Muchos de nuestros entrenadores trabajan en lugares difíciles donde compartir el mensaje del evangelio podría significar poner en serio riesgo sus vidas, hogares y familias. Esta es una historia de algunos de nuestros miembros del equipo que están pionereando el ministerio de Amigos Deportivos en un lugar donde los grupos extremistas tienen una enorme y creciente influencia, y la violencia ha ido en aumento rápidamente en los últimos años.
“Queríamos destacar a uno de nuestros entrenadores específicamente y solicitar sus oraciones por él, su familia y el ministerio en el que está involucrado.
Este entrenador vive en una aldea fuera de la ciudad. Está casado y tiene hijos. Trabaja con jóvenes de entre 7 y 15 años. Su deporte elegido es el voleibol. Vive a 5 km (3.2 millas) de un área muy peligrosa y trabaja con algunos de los miles de desplazados en nuestro país. Estas son personas desplazadas internamente que han huido de sus aldeas debido a grupos extremistas en sus regiones. Los desplazados han abandonado sus hogares, con lo que pudieron cargar, y algunos han perdido a sus familias a causa de los grupos extremistas, pero algunos también están huyendo debido a problemas de hambruna por la racionamiento de agua por parte de los grupos extremistas, bloqueando suministros y derribando torres de telefonía celular.
Este entrenador da la bienvenida a jóvenes en un patio escolar cercano, les brinda la oportunidad de aprender nuevas habilidades, hacer nuevos amigos y compartir el mensaje del evangelio con ellos.

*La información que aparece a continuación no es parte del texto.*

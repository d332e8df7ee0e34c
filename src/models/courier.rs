use chrono::{DateTime, Utc};
use serde::{Deserialize, Serialize};
use uuid::Uuid;

use crate::error::AppError;

#[derive(Debug, Clone, Serialize, Deserialize, PartialEq)]
pub struct GeoPoint {
    pub lat: f64,
    pub lng: f64,
}

#[derive(Debug, Clone, Serialize, Deserialize)]
#[serde(rename_all = "camelCase")]
pub struct Courier {
    pub id: Uuid,
    pub account_id: String,
    pub pickup_location: String,
    pub delivery_locations: Vec<String>,
    pub vehicle_reg_number: String,
    pub mobile_number: String,
    pub profile_image: Option<String>,
    pub available: bool,
    pub created_at: DateTime<Utc>,
    pub updated_at: DateTime<Utc>,
}

impl Courier {
    /// Route match used by assignment: exact pickup, dropoff in the supported set.
    pub fn serves(&self, pickup: &str, dropoff: &str) -> bool {
        self.pickup_location == pickup
            && self.delivery_locations.iter().any(|location| location == dropoff)
    }
}

#[derive(Debug, Clone)]
pub struct NewCourier {
    pub account_id: String,
    pub pickup_location: String,
    pub delivery_locations: Vec<String>,
    pub vehicle_reg_number: String,
    pub mobile_number: String,
    pub profile_image: Option<String>,
}

/// Merge patch for a courier profile. Absent fields are left untouched.
#[derive(Debug, Clone, Default, Deserialize)]
#[serde(rename_all = "camelCase", deny_unknown_fields)]
pub struct CourierPatch {
    pub pickup_location: Option<String>,
    pub delivery_locations: Option<LocationList>,
    pub vehicle_reg_number: Option<String>,
    pub mobile_number: Option<String>,
    pub profile_image: Option<String>,
}

impl CourierPatch {
    /// Supplied text fields must not be blank.
    pub fn validate(&self) -> Result<(), AppError> {
        let fields = [
            ("pickupLocation", &self.pickup_location),
            ("vehicleRegNumber", &self.vehicle_reg_number),
            ("mobileNumber", &self.mobile_number),
        ];
        for (name, value) in fields {
            if value.as_deref().is_some_and(|value| value.trim().is_empty()) {
                return Err(AppError::BadRequest(format!("{name} must not be empty")));
            }
        }
        Ok(())
    }

    pub fn apply(self, courier: &mut Courier) {
        if let Some(pickup_location) = self.pickup_location {
            courier.pickup_location = pickup_location;
        }
        if let Some(locations) = self.delivery_locations {
            courier.delivery_locations = locations.into_vec();
        }
        if let Some(vehicle_reg_number) = self.vehicle_reg_number {
            courier.vehicle_reg_number = vehicle_reg_number;
        }
        if let Some(mobile_number) = self.mobile_number {
            courier.mobile_number = mobile_number;
        }
        if let Some(profile_image) = self.profile_image {
            courier.profile_image = Some(profile_image);
        }
    }
}

/// Delivery destinations as sent by clients: either a list or a comma separated string.
#[derive(Debug, Clone, Deserialize, PartialEq)]
#[serde(untagged)]
pub enum LocationList {
    List(Vec<String>),
    Csv(String),
}

impl LocationList {
    pub fn into_vec(self) -> Vec<String> {
        let raw = match self {
            LocationList::List(list) => list,
            LocationList::Csv(csv) => csv.split(',').map(str::to_string).collect(),
        };
        normalize_locations(raw)
    }
}

pub fn normalize_locations<I>(raw: I) -> Vec<String>
where
    I: IntoIterator<Item = String>,
{
    let mut locations: Vec<String> = Vec::new();
    for location in raw {
        let trimmed = location.trim();
        if !trimmed.is_empty() && !locations.iter().any(|seen| seen == trimmed) {
            locations.push(trimmed.to_string());
        }
    }
    locations
}
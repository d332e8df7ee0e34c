pub mod couriers;
pub mod deliveries;

pub use couriers::CourierRegistry;
pub use deliveries::DeliveryStore;
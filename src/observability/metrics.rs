use prometheus::{
    Encoder, HistogramOpts, HistogramVec, IntCounterVec, IntGauge, Opts, Registry, TextEncoder,
};

#[derive(Clone)]
pub struct Metrics {
    registry: Registry,
    pub assignments_total: IntCounterVec,
    pub assignment_latency_seconds: HistogramVec,
    pub responses_total: IntCounterVec,
    pub reassignments_total: IntCounterVec,
    pub status_updates_total: IntCounterVec,
    pub notifications_total: IntCounterVec,
    pub couriers_available: IntGauge,
}

impl Metrics {
    pub fn new() -> Self {
        let registry = Registry::new();

        let assignments_total = IntCounterVec::new(
            Opts::new("assignments_total", "Automatic assignments by outcome"),
            &["outcome"],
        )
        .expect("valid assignments_total metric");

        let assignment_latency_seconds = HistogramVec::new(
            HistogramOpts::new(
                "assignment_latency_seconds",
                "Latency of automatic assignment in seconds",
            ),
            &["outcome"],
        )
        .expect("valid assignment_latency_seconds metric");

        let responses_total = IntCounterVec::new(
            Opts::new("responses_total", "Courier responses to assignments by action"),
            &["action"],
        )
        .expect("valid responses_total metric");

        let reassignments_total = IntCounterVec::new(
            Opts::new("reassignments_total", "Reassignment attempts after a decline by outcome"),
            &["outcome"],
        )
        .expect("valid reassignments_total metric");

        let status_updates_total = IntCounterVec::new(
            Opts::new("status_updates_total", "Courier driven delivery status changes"),
            &["status"],
        )
        .expect("valid status_updates_total metric");

        let notifications_total = IntCounterVec::new(
            Opts::new("notifications_total", "Delivered notifications by outcome"),
            &["outcome"],
        )
        .expect("valid notifications_total metric");

        let couriers_available =
            IntGauge::new("couriers_available", "Couriers currently available for assignment")
                .expect("valid couriers_available metric");

        registry
            .register(Box::new(assignments_total.clone()))
            .expect("register assignments_total");
        registry
            .register(Box::new(assignment_latency_seconds.clone()))
            .expect("register assignment_latency_seconds");
        registry
            .register(Box::new(responses_total.clone()))
            .expect("register responses_total");
        registry
            .register(Box::new(reassignments_total.clone()))
            .expect("register reassignments_total");
        registry
            .register(Box::new(status_updates_total.clone()))
            .expect("register status_updates_total");
        registry
            .register(Box::new(notifications_total.clone()))
            .expect("register notifications_total");
        registry
            .register(Box::new(couriers_available.clone()))
            .expect("register couriers_available");

        Self {
            registry,
            assignments_total,
            assignment_latency_seconds,
            responses_total,
            reassignments_total,
            status_updates_total,
            notifications_total,
            couriers_available,
        }
    }

    pub fn encode(&self) -> Result<String, String> {
        let metric_families = self.registry.gather();
        let mut buffer = Vec::new();

        TextEncoder::new()
            .encode(&metric_families, &mut buffer)
            .map_err(|err| format!("failed to encode metrics: {err}"))?;

        String::from_utf8(buffer).map_err(|err| format!("metrics are not valid utf8: {err}"))
    }
}

impl Default for Metrics {
    fn default() -> Self {
        Self::new()
    }
}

No conoce a cada niño que entra por la puerta. No sabe si estará poniendo su vida en mayor riesgo al ayudarlos o compartir con ellos. Pero siente el llamado de usar el deporte como una herramienta de evangelización, siente el llamado de ministrar a estos jóvenes y usar el deporte es una manera maravillosa de construir relaciones con ellos para poder compartir el evangelio.”
Por favor, oren por este entrenador y otros como él, que están trabajando en lugares peligrosos en todo el mundo. Pidan a Dios que intervenga en estos países volátiles, trayendo sanidad a aquellos que están sufriendo por traumas y consolando a los que lloran. Oren por fortaleza y valentía para los entrenadores que están asumiendo riesgos y haciendo sacrificios para que las buenas nuevas de Jesús puedan ser compartidas con más jóvenes y sus familias, y el Reino de Dios pueda seguir creciendo en los lugares más oscuros.